Summary and recommendations

7.1 Importance of common natural resource pools in smallholder communities

Wetlands and woodlands were the most important common natural resource pools (CNRPs)

significantly contributing to food and income of smallholder communities in Hwedza district

particularly in times of climatic stress. These CNRPs were prioritised because of their

provisioning services as they provided diverse natural resources utilised as food (e.g. water,

Mazhanje (fruits of Uapaca kirkiana), and Hacha (fruits of Parinari curatellifolia)), raw

materials for crafts (Tsanga (Phragmites mauritianus) and Mutsvairo (Miscanthidium

sorghum)) and energy (firewood) (Chapters 4 & 5).
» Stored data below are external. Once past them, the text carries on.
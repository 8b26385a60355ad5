//! Replay a recorded exchange log as a transport.
//!
//! [`ReplayTransport`] feeds back the receive buffers of a log written by
//! [`BinLogTransport`](crate::BinLogTransport), one per exchange, so a
//! captured session can be re-run through the driver offline.

use std::collections::VecDeque;

use async_trait::async_trait;
use hrocm_core::error::{Error, Result};
use hrocm_core::transport::Transport;

use crate::binlog::BinLogRecord;

/// A [`Transport`] answering from recorded exchanges.
///
/// In strict mode every transmit buffer must match the recorded one;
/// otherwise differences are only traced.
#[derive(Debug)]
pub struct ReplayTransport {
    records: VecDeque<BinLogRecord>,
    strict: bool,
    connected: bool,
    position: usize,
}

impl ReplayTransport {
    pub fn new(records: Vec<BinLogRecord>) -> Self {
        ReplayTransport {
            records: records.into(),
            strict: false,
            connected: true,
            position: 0,
        }
    }

    /// Fail on the first transmit buffer that differs from the log.
    pub fn strict(mut self) -> Self {
        self.strict = true;
        self
    }

    /// Records not yet replayed.
    pub fn remaining(&self) -> usize {
        self.records.len()
    }
}

#[async_trait]
impl Transport for ReplayTransport {
    async fn open(&mut self) -> Result<()> {
        self.connected = true;
        Ok(())
    }

    async fn transfer(&mut self, tx: &[u8], rx: &mut [u8]) -> Result<()> {
        if !self.connected {
            return Err(Error::NotConnected);
        }
        let record = self
            .records
            .pop_front()
            .ok_or_else(|| Error::Transport("replay log exhausted".into()))?;
        let index = self.position;
        self.position += 1;

        if record.tx != tx {
            if self.strict {
                return Err(Error::Protocol(format!(
                    "replay diverged at exchange {index}: recorded {} bytes, sent {}",
                    record.tx.len(),
                    tx.len()
                )));
            }
            tracing::trace!(index, "replayed exchange differs from recorded transmit buffer");
        }

        rx.fill(0);
        let n = record.rx.len().min(rx.len());
        rx[..n].copy_from_slice(&record.rx[..n]);

        if record.ok {
            Ok(())
        } else {
            Err(Error::Transport(format!("recorded transfer failure at exchange {index}")))
        }
    }

    async fn close(&mut self) -> Result<()> {
        self.connected = false;
        Ok(())
    }

    fn is_connected(&self) -> bool {
        self.connected
    }
}
impl HrocmDevice {
    pub(crate) fn new(link: Link<Box<dyn Transport>>) -> Self {
        HrocmDevice {
            link,
            info: None,
            grid: None,
            plan: ChannelPlan::default(),
            tracker: TaskTracker::new(),
            scan: ScanData::default(),
        }
    }

    /// Record a failed operation in the diagnostics log.
    #[track_caller]
    fn note<T>(&mut self, what: &str, result: Result<T>) -> Result<T> {
        if let Err(e) = &result {
            self.link.diagnostics_mut().error(format!("{what}: {e}"));
        }
        result
    }

    // ---------------------------------------------------------------
    // Session
    // ---------------------------------------------------------------

    /// Acquire the transport. Cached module state is dropped.
    pub async fn open(&mut self) -> Result<()> {
        self.info = None;
        self.grid = None;
        self.tracker.invalidate();
        let result = self.link.transport_mut().open().await;
        self.note("Failed to open transport", result)?;
        debug!("transport opened");
        Ok(())
    }

    pub async fn close(&mut self) -> Result<()> {
        let result = self.link.transport_mut().close().await;
        self.note("Failed to close transport", result)?;
        debug!("transport closed");
        Ok(())
    }

    pub fn is_connected(&self) -> bool {
        self.link.transport().is_connected()
    }

    /// Returns `true` once a usable capability record is cached.
    pub fn is_initialized(&self) -> bool {
        self.grid.is_some()
    }

    /// Fetch the capability record unless it is already cached.
    pub async fn ensure_initialized(&mut self) -> Result<()> {
        if self.is_initialized() {
            return Ok(());
        }
        self.query_state().await
    }

    /// Re-read the capability record and the current header.
    pub async fn query_state(&mut self) -> Result<()> {
        let result = self.link.get_device().await;
        let (_, info) = self.note("GETDEV failed", result)?;
        let grid = SliceGrid::from_device(&info);
        info!(
            serial = %info.serial_number,
            firmware = %info.firmware_version(),
            "module capabilities read"
        );
        self.info = Some(info);
        self.grid = None;
        self.grid = Some(self.note("Module capability record unusable", grid)?);
        Ok(())
    }

    /// Cached capability record, if GETDEV has succeeded.
    pub fn device_info(&self) -> Option<&DeviceInfo> {
        self.info.as_ref()
    }

    /// Cached slice grid.
    pub fn grid(&self) -> Result<SliceGrid> {
        self.grid
            .ok_or_else(|| Error::NotInitialized("module capabilities not read yet".into()))
    }

    /// The most recent header that validated.
    pub fn last_header(&self) -> Option<&Header> {
        self.link.last_header()
    }

    /// Human-readable dump of the most recent header.
    pub fn header_dump(&self) -> Option<String> {
        self.link.last_header().map(|h| h.to_string())
    }

    pub fn counters(&self) -> LinkCounters {
        self.link.counters()
    }

    pub fn diagnostics(&self) -> &Diagnostics {
        self.link.diagnostics()
    }

    /// Drain the accumulated error and warning messages.
    pub fn take_last_error(&mut self) -> String {
        self.link.diagnostics_mut().drain()
    }

    // ---------------------------------------------------------------
    // Channel plan
    // ---------------------------------------------------------------

    /// The plan held on the host. It may have been edited since it was
    /// last transmitted.
    pub fn channel_plan(&self) -> &ChannelPlan {
        &self.plan
    }

    /// Validate `plan`, store it and upload it.
    ///
    /// Nothing is transmitted if validation fails.
    pub async fn set_channel_plan(&mut self, plan: ChannelPlan) -> Result<()> {
        self.ensure_initialized().await?;
        let grid = self.grid()?;
        let checked = plan.validate(&grid);
        self.note("Invalid channel plan", checked)?;
        self.plan = plan;
        self.apply_channel_plan().await
    }

    /// Upload the stored plan. Any scan in flight is forgotten.
    pub async fn apply_channel_plan(&mut self) -> Result<()> {
        self.ensure_initialized().await?;
        let grid = self.grid()?;
        let checked = if self.plan.is_empty() {
            Err(Error::InvalidParameter("channel plan is empty".into()))
        } else {
            self.plan.validate(&grid)
        };
        self.note("Invalid channel plan", checked)?;

        self.tracker.invalidate();
        if !self.plan.power.is_empty() {
            let result = self.link.set_power_plan(&self.plan.power).await;
            self.note("SETMPPW failed", result)?;
        }
        if self.plan.has_osnr() {
            let result = self.link.set_osnr_plan(&self.plan.osnr).await;
            self.note("SETMPOSNR failed", result)?;
        }
        debug!(
            power = self.plan.power.len(),
            osnr = self.plan.osnr.len(),
            "channel plan uploaded"
        );
        Ok(())
    }

    /// Forget the stored plan and the last results.
    pub fn preset(&mut self) {
        self.plan = ChannelPlan::default();
        self.scan = ScanData::default();
        self.tracker.invalidate();
    }

    // ---------------------------------------------------------------
    // Scans
    // ---------------------------------------------------------------

    /// Trigger a scan: the power pipeline always, the OSNR pipeline when
    /// an OSNR plan is stored. Returns the trigger's sequence number.
    pub async fn start_scan(&mut self) -> Result<u32> {
        self.ensure_initialized().await?;
        let mut mask = Pipeline::Power.task_mask();
        if self.plan.has_osnr() {
            mask |= Pipeline::Osnr.task_mask();
        }
        let result = self.link.trigger(mask).await;
        let sequence = self.note("Failed to start scan", result)?;
        self.tracker.record_trigger(sequence, mask);
        debug!(seq = sequence, mask, "scan started");
        Ok(sequence)
    }

    /// Wait for the started scan, fetch its results and post-process them.
    pub async fn read_scan(&mut self) -> Result<&ScanData> {
        if !self.tracker.is_valid() {
            let result: Result<()> = Err(Error::NotInitialized("No scan started".into()));
            self.note("Failed to read scan", result)?;
        }
        let result = self.fetch_scan().await;
        let scan = self.note("Failed to read scan", result)?;
        self.scan = scan;
        self.tracker.invalidate();
        Ok(&self.scan)
    }

    async fn fetch_scan(&mut self) -> Result<ScanData> {
        let triggered: Vec<(Pipeline, u32)> = self.tracker.triggered().collect();
        for &(pipeline, sequence) in &triggered {
            self.link.wait_task_complete(pipeline, sequence).await?;
        }
        let power = self.link.get_power_results().await?;
        let osnr = if Pipeline::Osnr.in_mask(self.tracker.mask()) {
            self.link.get_osnr_results().await?
        } else {
            Default::default()
        };
        debug!(
            power = power.records.len(),
            osnr = osnr.records.len(),
            scan = power.header.scan,
            "scan results read"
        );
        Ok(ScanData::new(power, osnr))
    }

    /// Start a scan and read it.
    pub async fn run_full_scan(&mut self) -> Result<&ScanData> {
        self.start_scan().await?;
        self.read_scan().await
    }

    /// Check scan progress with a single header poll.
    pub async fn is_scan_finished(&mut self) -> ScanStatus {
        if !self.tracker.is_valid() {
            return ScanStatus::Idle;
        }
        match self.link.poll_short().await {
            Ok(header) => self.tracker.status(&header),
            Err(e) => {
                self.link
                    .diagnostics_mut()
                    .warning(format!("Scan progress unknown: {e}"));
                ScanStatus::Indeterminate
            }
        }
    }

    /// Results of the last scan read.
    pub fn scan_data(&self) -> &ScanData {
        &self.scan
    }

    // ---------------------------------------------------------------
    // Named attributes
    // ---------------------------------------------------------------

    pub async fn get_numeric(&mut self, key: NumericKey) -> Result<f64> {
        let what = format!("Failed to get key {key}");
        let ready = self.ensure_initialized().await;
        self.note(&what, ready)?;
        let value = match (self.info.as_ref(), self.link.last_header()) {
            (Some(info), Some(header)) => Ok(key.read(info, header, &self.scan)),
            _ => Err(Error::NotInitialized("module state not read yet".into())),
        };
        self.note(&what, value)
    }

    /// Numeric keys are read-only; this always fails.
    pub fn set_numeric(&mut self, key: NumericKey, value: f64) -> Result<()> {
        let result = Err(Error::InvalidParameter(format!(
            "{key} is read-only (tried {value})"
        )));
        self.note(&format!("Failed to set key {key}"), result)
    }

    /// Read a text key. [`TextKey::LastError`] drains the diagnostics log
    /// and never touches the link.
    pub async fn get_text(&mut self, key: TextKey) -> Result<String> {
        if key == TextKey::LastError {
            return Ok(self.take_last_error());
        }
        let what = format!("Failed to get key {key}");
        let ready = self.ensure_initialized().await;
        self.note(&what, ready)?;
        let value = self
            .info
            .as_ref()
            .and_then(|info| key.read(info))
            .ok_or_else(|| Error::NotInitialized("module capabilities not read yet".into()));
        self.note(&what, value)
    }

    /// Write a text key. Only [`TextKey::ModuleId`] is writable.
    pub async fn set_text(&mut self, key: TextKey, value: &str) -> Result<()> {
        if key != TextKey::ModuleId {
            let result = Err(Error::InvalidParameter(format!("{key} is read-only")));
            return self.note(&format!("Failed to set key {key}"), result);
        }
        self.set_module_id(value).await
    }

    pub async fn get_vector(&mut self, key: VectorKey) -> Result<Vec<f64>> {
        let what = format!("Failed to get key {key}");
        let ready = self.ensure_initialized().await;
        self.note(&what, ready)?;
        let values = self.grid().map(|grid| key.read(&grid, &self.plan, &self.scan));
        self.note(&what, values)
    }

    /// Edit the stored plan. Nothing is transmitted; call
    /// [`apply_channel_plan`](Self::apply_channel_plan) afterwards.
    pub async fn set_vector(&mut self, key: VectorKey, values: &[f64]) -> Result<()> {
        self.ensure_initialized().await?;
        let grid = self.grid()?;
        let result = key.write(&grid, &mut self.plan, values);
        self.tracker.invalidate();
        self.note(&format!("Failed to set key {key}"), result)
    }

    // ---------------------------------------------------------------
    // Command passthroughs
    // ---------------------------------------------------------------

    /// Reset the module under the long timeout.
    pub async fn reset(&mut self) -> Result<()> {
        let result = self.link.long_budget().reset().await;
        self.note("RES failed", result)?;
        self.tracker.invalidate();
        info!("module reset");
        Ok(())
    }

    /// Send a NOP and wait for it to be confirmed.
    pub async fn ping(&mut self) -> Result<()> {
        let result = self.link.nop().await;
        self.note("NOP failed", result)?;
        Ok(())
    }

    /// Clear latched hardware errors.
    pub async fn clear_errors(&mut self) -> Result<()> {
        let result = self.link.clear_errors().await;
        self.note("CLE failed", result)?;
        Ok(())
    }

    pub async fn set_module_id(&mut self, id: &str) -> Result<()> {
        let result = self.link.set_module_id(id).await;
        self.note("MID failed", result)?;
        if let Some(info) = self.info.as_mut() {
            info.module_id = id.trim_matches(' ').to_string();
        }
        Ok(())
    }

    /// Transfer a firmware image. It is not active until
    /// [`firmware_save`](Self::firmware_save) and
    /// [`firmware_execute`](Self::firmware_execute).
    pub async fn firmware_upload(&mut self, image: &[u8]) -> Result<()> {
        let result = self.link.firmware_transfer(image).await;
        self.note("FWT failed", result)?;
        info!(bytes = image.len(), "firmware transferred");
        Ok(())
    }

    pub async fn firmware_save(&mut self) -> Result<()> {
        let result = self.link.long_budget().firmware_save().await;
        self.note("FWS failed", result)?;
        Ok(())
    }

    /// Boot the saved firmware. The capability record is re-read on the
    /// next operation that needs it.
    pub async fn firmware_execute(&mut self) -> Result<()> {
        let result = self.link.long_budget().firmware_execute().await;
        self.note("FWE failed", result)?;
        self.forget_capabilities();
        info!("firmware restarted");
        Ok(())
    }

    /// Configured number of averaged sweeps.
    pub async fn averaging(&mut self) -> Result<u16> {
        let result = self.link.attribute_get(Attribute::Averaging).await;
        self.note("ATG failed", result)
    }

    /// Number of sweeps averaged by the running configuration.
    pub async fn active_averaging(&mut self) -> Result<u16> {
        let result = self.link.attribute_get(Attribute::ActiveAveraging).await;
        self.note("ATG failed", result)
    }

    pub async fn set_averaging(&mut self, sweeps: u16) -> Result<()> {
        if sweeps == 0 {
            let result = Err(Error::InvalidParameter("averaging must be at least 1".into()));
            return self.note("ATS failed", result);
        }
        let result = self.link.attribute_set(Attribute::Averaging, sweeps).await;
        self.note("ATS failed", result)?;
        Ok(())
    }

    pub async fn clear_averaging(&mut self) -> Result<()> {
        let result = self.link.attribute_clear(Attribute::Averaging).await;
        self.note("ATC failed", result)?;
        Ok(())
    }

    /// Bandwidth mode of the running configuration.
    pub async fn bandwidth_mode(&mut self) -> Result<BandwidthMode> {
        let result = self.link.attribute_get(Attribute::ActiveBandwidthMode).await;
        let flag = self.note("ATG failed", result)?;
        Ok(BandwidthMode::from_flag(flag as u8))
    }

    /// Select the OSNR bandwidth mode. The capability record is re-read
    /// on the next operation that needs it.
    pub async fn set_bandwidth_mode(&mut self, mode: BandwidthMode) -> Result<()> {
        let result = self
            .link
            .attribute_set(Attribute::BandwidthMode, u16::from(mode.flag()))
            .await;
        self.note("ATS failed", result)?;
        self.forget_capabilities();
        Ok(())
    }

    pub async fn clear_bandwidth_mode(&mut self) -> Result<()> {
        let result = self.link.attribute_clear(Attribute::BandwidthMode).await;
        self.note("ATC failed", result)?;
        self.forget_capabilities();
        Ok(())
    }

    fn forget_capabilities(&mut self) {
        self.info = None;
        self.grid = None;
    }
}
The indigenous fruits have high-energy

content (Mithöfer and Waibel, 2003; Woittiez et al., 2013) and are available at the end of the

dry season to the beginning of the rainy season when most households have low food stocks.

Rural people in Hwedza prioritised Hacha and Mazhanje fruits because they have abundant

fruit yields during years of drought compared to other indigenous and exotic fruits (Woittiez,

2010).

Significant utilisation of wetlands and woodlands for food and income, especially by the

resource-constrained (RG3) households was influenced by smallholder communities’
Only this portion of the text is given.